What this task involves - Which of the lines below contain the string "derive"? Pull each one out of the data.

------

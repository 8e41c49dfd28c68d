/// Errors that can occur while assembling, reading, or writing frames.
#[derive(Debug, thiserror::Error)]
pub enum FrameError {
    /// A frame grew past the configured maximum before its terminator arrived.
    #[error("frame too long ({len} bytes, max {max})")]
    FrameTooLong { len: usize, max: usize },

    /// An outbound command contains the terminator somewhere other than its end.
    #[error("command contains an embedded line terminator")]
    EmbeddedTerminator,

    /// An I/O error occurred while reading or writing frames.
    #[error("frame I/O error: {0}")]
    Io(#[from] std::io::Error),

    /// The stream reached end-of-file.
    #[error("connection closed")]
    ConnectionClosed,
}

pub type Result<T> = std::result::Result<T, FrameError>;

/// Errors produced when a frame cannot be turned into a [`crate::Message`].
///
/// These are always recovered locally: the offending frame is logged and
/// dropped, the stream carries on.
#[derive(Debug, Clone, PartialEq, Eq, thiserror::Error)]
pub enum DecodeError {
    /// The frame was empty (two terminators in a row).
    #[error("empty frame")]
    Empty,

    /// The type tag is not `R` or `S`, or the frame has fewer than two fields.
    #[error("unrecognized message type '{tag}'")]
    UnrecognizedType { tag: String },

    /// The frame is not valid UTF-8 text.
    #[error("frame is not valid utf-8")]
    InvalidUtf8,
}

------

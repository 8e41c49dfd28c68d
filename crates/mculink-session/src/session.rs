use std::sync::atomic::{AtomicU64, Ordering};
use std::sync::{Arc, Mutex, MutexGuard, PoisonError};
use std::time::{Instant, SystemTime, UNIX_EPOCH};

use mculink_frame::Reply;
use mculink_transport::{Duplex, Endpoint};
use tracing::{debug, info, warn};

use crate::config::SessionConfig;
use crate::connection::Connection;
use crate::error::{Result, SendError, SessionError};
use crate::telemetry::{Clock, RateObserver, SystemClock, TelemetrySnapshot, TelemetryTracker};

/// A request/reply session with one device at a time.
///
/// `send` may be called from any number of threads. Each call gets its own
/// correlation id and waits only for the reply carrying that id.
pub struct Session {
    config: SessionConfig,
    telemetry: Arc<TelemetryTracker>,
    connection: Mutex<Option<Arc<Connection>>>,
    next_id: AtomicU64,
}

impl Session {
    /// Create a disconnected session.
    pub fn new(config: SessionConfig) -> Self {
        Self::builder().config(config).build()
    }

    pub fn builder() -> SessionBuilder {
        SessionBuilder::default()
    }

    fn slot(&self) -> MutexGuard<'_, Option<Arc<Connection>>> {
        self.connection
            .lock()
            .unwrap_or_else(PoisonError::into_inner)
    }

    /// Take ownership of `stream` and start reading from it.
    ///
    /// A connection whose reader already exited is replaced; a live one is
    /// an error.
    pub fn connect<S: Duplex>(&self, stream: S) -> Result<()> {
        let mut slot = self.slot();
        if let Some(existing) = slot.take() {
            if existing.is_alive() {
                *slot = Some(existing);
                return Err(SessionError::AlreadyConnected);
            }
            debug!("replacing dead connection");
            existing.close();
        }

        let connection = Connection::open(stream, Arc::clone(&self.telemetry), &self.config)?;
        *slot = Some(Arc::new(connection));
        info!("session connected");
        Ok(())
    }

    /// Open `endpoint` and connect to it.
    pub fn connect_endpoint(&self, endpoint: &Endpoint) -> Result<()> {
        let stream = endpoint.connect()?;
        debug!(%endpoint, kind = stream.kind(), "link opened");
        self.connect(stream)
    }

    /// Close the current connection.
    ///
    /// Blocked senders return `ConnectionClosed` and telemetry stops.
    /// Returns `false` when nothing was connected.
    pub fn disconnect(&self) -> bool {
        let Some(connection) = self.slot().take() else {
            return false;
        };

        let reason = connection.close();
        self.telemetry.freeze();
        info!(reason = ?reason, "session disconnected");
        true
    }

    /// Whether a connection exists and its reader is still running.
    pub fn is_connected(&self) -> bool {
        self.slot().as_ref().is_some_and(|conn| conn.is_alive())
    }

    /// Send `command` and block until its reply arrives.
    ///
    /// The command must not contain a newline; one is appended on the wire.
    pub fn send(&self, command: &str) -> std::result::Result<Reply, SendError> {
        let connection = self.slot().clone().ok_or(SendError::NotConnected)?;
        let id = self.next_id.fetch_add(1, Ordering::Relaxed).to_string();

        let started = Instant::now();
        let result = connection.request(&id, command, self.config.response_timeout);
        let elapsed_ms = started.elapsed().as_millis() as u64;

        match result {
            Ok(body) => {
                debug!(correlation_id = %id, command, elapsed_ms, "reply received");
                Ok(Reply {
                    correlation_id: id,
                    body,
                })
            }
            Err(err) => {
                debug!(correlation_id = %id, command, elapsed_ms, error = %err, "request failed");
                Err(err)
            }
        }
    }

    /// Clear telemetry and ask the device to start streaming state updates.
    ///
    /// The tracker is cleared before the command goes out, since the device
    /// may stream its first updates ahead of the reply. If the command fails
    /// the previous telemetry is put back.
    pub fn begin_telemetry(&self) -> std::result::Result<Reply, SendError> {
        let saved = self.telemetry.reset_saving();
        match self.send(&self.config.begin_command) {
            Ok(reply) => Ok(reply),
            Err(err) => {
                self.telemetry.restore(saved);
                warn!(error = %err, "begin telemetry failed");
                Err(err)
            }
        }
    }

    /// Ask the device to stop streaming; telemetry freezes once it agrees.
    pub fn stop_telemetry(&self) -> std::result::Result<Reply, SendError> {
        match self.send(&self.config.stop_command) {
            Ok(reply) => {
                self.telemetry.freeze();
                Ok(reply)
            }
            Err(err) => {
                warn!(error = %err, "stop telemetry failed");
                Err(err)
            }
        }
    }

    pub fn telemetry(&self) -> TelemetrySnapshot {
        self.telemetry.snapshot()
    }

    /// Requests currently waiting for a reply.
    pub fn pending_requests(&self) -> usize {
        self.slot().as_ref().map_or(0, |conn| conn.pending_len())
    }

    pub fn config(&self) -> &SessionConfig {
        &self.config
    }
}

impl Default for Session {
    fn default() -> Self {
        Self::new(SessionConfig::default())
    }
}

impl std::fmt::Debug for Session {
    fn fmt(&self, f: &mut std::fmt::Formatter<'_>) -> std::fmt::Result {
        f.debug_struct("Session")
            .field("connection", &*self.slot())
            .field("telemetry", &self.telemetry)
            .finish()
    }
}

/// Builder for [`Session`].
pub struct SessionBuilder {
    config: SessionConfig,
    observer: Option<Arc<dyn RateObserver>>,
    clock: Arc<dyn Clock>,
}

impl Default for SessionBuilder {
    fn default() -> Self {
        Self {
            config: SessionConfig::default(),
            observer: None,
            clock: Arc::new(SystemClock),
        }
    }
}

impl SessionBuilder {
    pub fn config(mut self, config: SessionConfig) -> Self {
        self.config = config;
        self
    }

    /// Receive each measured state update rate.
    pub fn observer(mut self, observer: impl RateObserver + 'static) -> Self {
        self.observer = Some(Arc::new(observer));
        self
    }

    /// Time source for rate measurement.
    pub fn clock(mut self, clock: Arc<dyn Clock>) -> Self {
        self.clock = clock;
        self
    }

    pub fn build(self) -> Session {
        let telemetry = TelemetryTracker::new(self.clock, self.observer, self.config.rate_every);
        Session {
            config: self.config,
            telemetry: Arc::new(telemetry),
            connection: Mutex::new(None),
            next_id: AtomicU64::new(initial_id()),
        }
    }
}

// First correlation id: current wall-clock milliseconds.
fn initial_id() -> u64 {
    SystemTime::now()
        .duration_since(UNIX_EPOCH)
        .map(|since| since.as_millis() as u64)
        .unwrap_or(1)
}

------

Response to this task -
#[derive(Debug, thiserror::Error)]
#[derive(Debug, Clone, PartialEq, Eq, thiserror::Error)]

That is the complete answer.